Activité humaine, réchauffement climatique et perturbation de la circulation océanique : cette étrange série d’événements serait à l’origine d’une véritable invasion de sauterelles.
mercredi 18 mars 2020
La crise que connaît actuellement l’Afrique de l’Est semble tout droit sortie du livre de l’Exode : « les sauterelles […] couvrirent la surface du sol, qui en fut obscurci. Elles dévorèrent toute la végétation du pays et aussi tous les fruits des arbres. » Aujourd’hui, c’est une situation similaire qui menace l’alimentation de dizaines de millions d’habitants.
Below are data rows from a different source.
pub mod connection;
pub mod sqlite;
pub mod store;

pub use connection::{init_db, Database};
pub use store::{date_key, DateFilter, Store, WriteMode};
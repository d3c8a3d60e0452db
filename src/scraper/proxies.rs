// proxies.rs
use ::scraper::{Html, Selector};
use log::info;
use regex::Regex;
use std::fs;
use std::sync::OnceLock;

use crate::config::ExtractionConfig;
use crate::errors::{EtlError, Result};
use crate::scraper::fetcher::{HttpTransport, Transport};
use crate::scraper::selectors::inner_text;

/// Cells per row of the free-proxy-list table.
const ROW_WIDTH: usize = 8;

fn ipv4() -> &'static Regex {
    static RE: OnceLock<Regex> = OnceLock::new();
    RE.get_or_init(|| Regex::new(r"^\d{1,3}(\.\d{1,3}){3}$").expect("static regex"))
}

/// `ip:port` for every table row that starts with an IPv4 address. Rows
/// are read in order and stop at the first that does not.
pub fn parse_proxy_table(html: &str) -> Vec<String> {
    let document = Html::parse_document(html);
    let Ok(td) = Selector::parse("td") else {
        return Vec::new();
    };
    let cells: Vec<String> = document.select(&td).map(inner_text).collect();

    cells
        .chunks(ROW_WIDTH)
        .take_while(|row| row.len() >= 2 && ipv4().is_match(&row[0]))
        .map(|row| format!("{}:{}", row[0], row[1]))
        .collect()
}

/// Downloads the public proxy list and overwrites `proxies_path` with it.
pub fn refresh_proxies(config: &ExtractionConfig) -> Result<usize> {
    let transport = HttpTransport::new(config, &[])?;
    let html = transport
        .get(&config.proxy_list_url, None)
        .map_err(|e| EtlError::config(format!("Cannot fetch {}: {e}", config.proxy_list_url)))?;

    let proxies = parse_proxy_table(&html);
    let mut body = proxies.join("\n");
    body.push('\n');
    fs::write(&config.proxies_path, body)?;

    info!(
        "{} proxies written to {}",
        proxies.len(),
        config.proxies_path
    );
    Ok(proxies.len())
}
// src/main.rs

//! realty_etl: scrape rental listings, decode them into typed columns,
//! geocode their addresses and load the result into SQLite.

mod config;
mod context;
mod db;
mod domain;
mod errors;
mod geocode;
mod pipeline;
mod scraper;
mod transform;

#[cfg(test)]
mod tests;

use clap::{ArgAction, Parser, Subcommand};
use log::{error, info};
use std::process::ExitCode;

use crate::config::Config;
use crate::context::RunContext;
use crate::db::{init_db, Database};
use crate::errors::Result;
use crate::geocode::{AddressResolver, ArcGisGeocoder};
use crate::pipeline::{Pipeline, PipelineOutcome, RunFlags};
use crate::scraper::{refresh_proxies, Extractor, Fetcher};
use crate::transform::Transformer;

#[derive(Parser, Debug)]
#[command(name = "realty_etl", version, about = "Rental listings ETL")]
struct Cli {
    #[arg(short, long, default_value = "config.toml")]
    config: String,

    #[command(subcommand)]
    command: Command,
}

#[derive(Subcommand, Debug)]
enum Command {
    /// Extract, transform and load today's listings
    Run {
        #[arg(long, action = ArgAction::Set, default_value_t = true)]
        parse: bool,
        #[arg(long, action = ArgAction::Set, default_value_t = true)]
        transform: bool,
        /// Replace today's rows in the source table
        #[arg(long, action = ArgAction::Set, default_value_t = false)]
        overwrite_source: bool,
        /// Replace today's rows in the destination table
        #[arg(long, action = ArgAction::Set, default_value_t = false)]
        overwrite_destination: bool,
    },
    /// Re-transform raw batches stored in the source table
    Rebuild {
        /// Only the newest batch, replacing its destination rows
        #[arg(long)]
        latest: bool,
    },
    /// Refresh the proxy list file from the public proxy list
    Proxies,
}

fn main() -> ExitCode {
    let cli = Cli::parse();

    let config = match Config::load(&cli.config) {
        Ok(config) => config,
        Err(e) => {
            init_logging("info");
            error!("{e}");
            return ExitCode::FAILURE;
        }
    };
    init_logging(&config.logging.level);

    let result = match cli.command {
        Command::Run {
            parse,
            transform,
            overwrite_source,
            overwrite_destination,
        } => {
            let flags = RunFlags {
                parse,
                transform,
                overwrite_source,
                overwrite_destination,
            };
            with_pipeline(config, |pipeline| pipeline.run(flags))
        }
        Command::Rebuild { latest } => with_pipeline(config, |pipeline| pipeline.rebuild(latest)),
        Command::Proxies => refresh_proxies(&config.extraction).map(|_| PipelineOutcome::Completed),
    };

    match result {
        Ok(PipelineOutcome::Completed) => ExitCode::SUCCESS,
        Ok(PipelineOutcome::EmptyAtStage(stage)) => {
            info!("Run finished early at the {stage} stage");
            ExitCode::SUCCESS
        }
        Err(e) => {
            error!("{e}");
            ExitCode::FAILURE
        }
    }
}

fn init_logging(level: &str) {
    env_logger::Builder::from_env(env_logger::Env::default().default_filter_or(level)).init();
}

/// Wires stores, geocoder, transformer and extractor, then hands the
/// pipeline to `job`.
fn with_pipeline<F>(config: Config, job: F) -> Result<PipelineOutcome>
where
    F: FnOnce(&Pipeline<'_>) -> Result<PipelineOutcome>,
{
    let ctx = RunContext::today(config);
    let cfg = &ctx.config;

    let source = Database::new("source", cfg.database.source.as_str());
    let destination = Database::new("destination", cfg.database.destination.as_str());
    // The schema only declares the address cache, which lives in the source store.
    if let Some(schema) = &cfg.database.schema {
        init_db(&source, schema)?;
    }

    let geocoder = ArcGisGeocoder::new(&cfg.geocoder)?;
    let resolver = AddressResolver::new(&source, &geocoder, cfg);
    let transformer = Transformer::new(cfg, resolver)?;
    let extractor = Extractor::new(&ctx, Fetcher::from_config(&cfg.extraction)?)?;

    job(&Pipeline::new(
        &ctx,
        &extractor,
        &transformer,
        &source,
        &destination,
    ))
}
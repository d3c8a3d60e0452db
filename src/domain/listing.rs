// src/domain/listing.rs

use crate::domain::table::Value;

pub const OFFER_ID: &str = "offer_id";
pub const DATE_PARSED: &str = "date_parsed";

/// One scraped advertisement before decoding. `values` lines up with the
/// configured extraction fields.
#[derive(Debug, Clone)]
pub struct RawListing {
    pub offer_id: i64,
    pub values: Vec<Value>,
}

impl RawListing {
    /// Row layout used by the source table: fields, then `offer_id`.
    pub fn into_row(self) -> Vec<Value> {
        let mut row = self.values;
        row.push(Value::Int(self.offer_id));
        row
    }
}

/// Borrowed view of a raw cell, as handed to decoders.
#[derive(Debug, Clone, Copy, PartialEq)]
pub enum RawValue<'a> {
    Text(&'a str),
    List(&'a [String]),
    Missing,
}

impl<'a> From<&'a Value> for RawValue<'a> {
    fn from(value: &'a Value) -> Self {
        match value {
            Value::Text(s) => RawValue::Text(s),
            Value::List(items) => RawValue::List(items),
            _ => RawValue::Missing,
        }
    }
}
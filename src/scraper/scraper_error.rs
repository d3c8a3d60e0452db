use thiserror::Error;

/// Why a single request attempt failed.
#[derive(Debug, Error)]
pub enum ScraperError {
    #[error("Network error: {0}")]
    Network(String),

    #[error("HTTP status {0}")]
    Status(u16),

    #[error("Unknown proxy: {0}")]
    Proxy(String),
}

/// Every attempt for `url` failed. Callers skip the URL and go on.
#[derive(Debug, Error)]
#[error("URL = {url} : no successful response after {attempts} attempts{}", last_cause(.last_error))]
pub struct FetchFailure {
    pub url: String,
    pub attempts: usize,
    pub last_error: Option<ScraperError>,
}

fn last_cause(error: &Option<ScraperError>) -> String {
    error
        .as_ref()
        .map(|e| format!(" (last: {e})"))
        .unwrap_or_default()
}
Des essaims de la taille d’une ville font s’abattre le chaos sur les cultures et les prairies, dévorant tout ce qui se trouve sur leur passage en quelques heures. Avec sept pays de l’Est africain actuellement touchés, l’envergure de cette invasion acridienne est sans précédent de mémoire récente.
Les insectes à l’origine de cette débâcle sont les criquets pèlerins, également appelés sauterelles tigres, dont les populations prolifèrent dans le sillage des épisodes de pluie intense qui touchent leur habitat d’ordinaire aride en Afrique et au Moyen-Orient. Selon les experts, les principaux coupables de cette invasion seraient une longue période aux conditions météorologiques exceptionnellement humides ainsi que divers cyclones qui se sont abattus sur l’Afrique de l’Est et la péninsule arabique ces 18 derniers mois. Cette activité cyclonique plutôt rare dans la région s’explique quant à elle par le dipôle de l’océan Indien, un gradient de température océanique particulièrement prononcé ces derniers temps, également associé aux feux de brousse dévastateurs qui ont ravagé l’est de l’Australie.
Malheureusement, certains experts affirment que cette situation serait annonciatrice d’autres événements du genre à l’heure où l’augmentation des températures océaniques de surface alimente les tempêtes et le changement climatique fait pencher la balance en faveur d’une dynamique de circulation des océans semblable à celle qui a préparé le terrain pour les catastrophes transocéaniques de cette année.
« Si la fréquence des cyclones continue d’augmenter, je pense que nous pouvons raisonnablement anticiper une multiplication des événements de recrudescence et d’invasions acridiennes dans la Corne de l’Afrique, » déclare Keith Cressman, responsable de la surveillance acridienne au sein de l’Organisation des Nations unies pour l’alimentation et l’agriculture (FAO).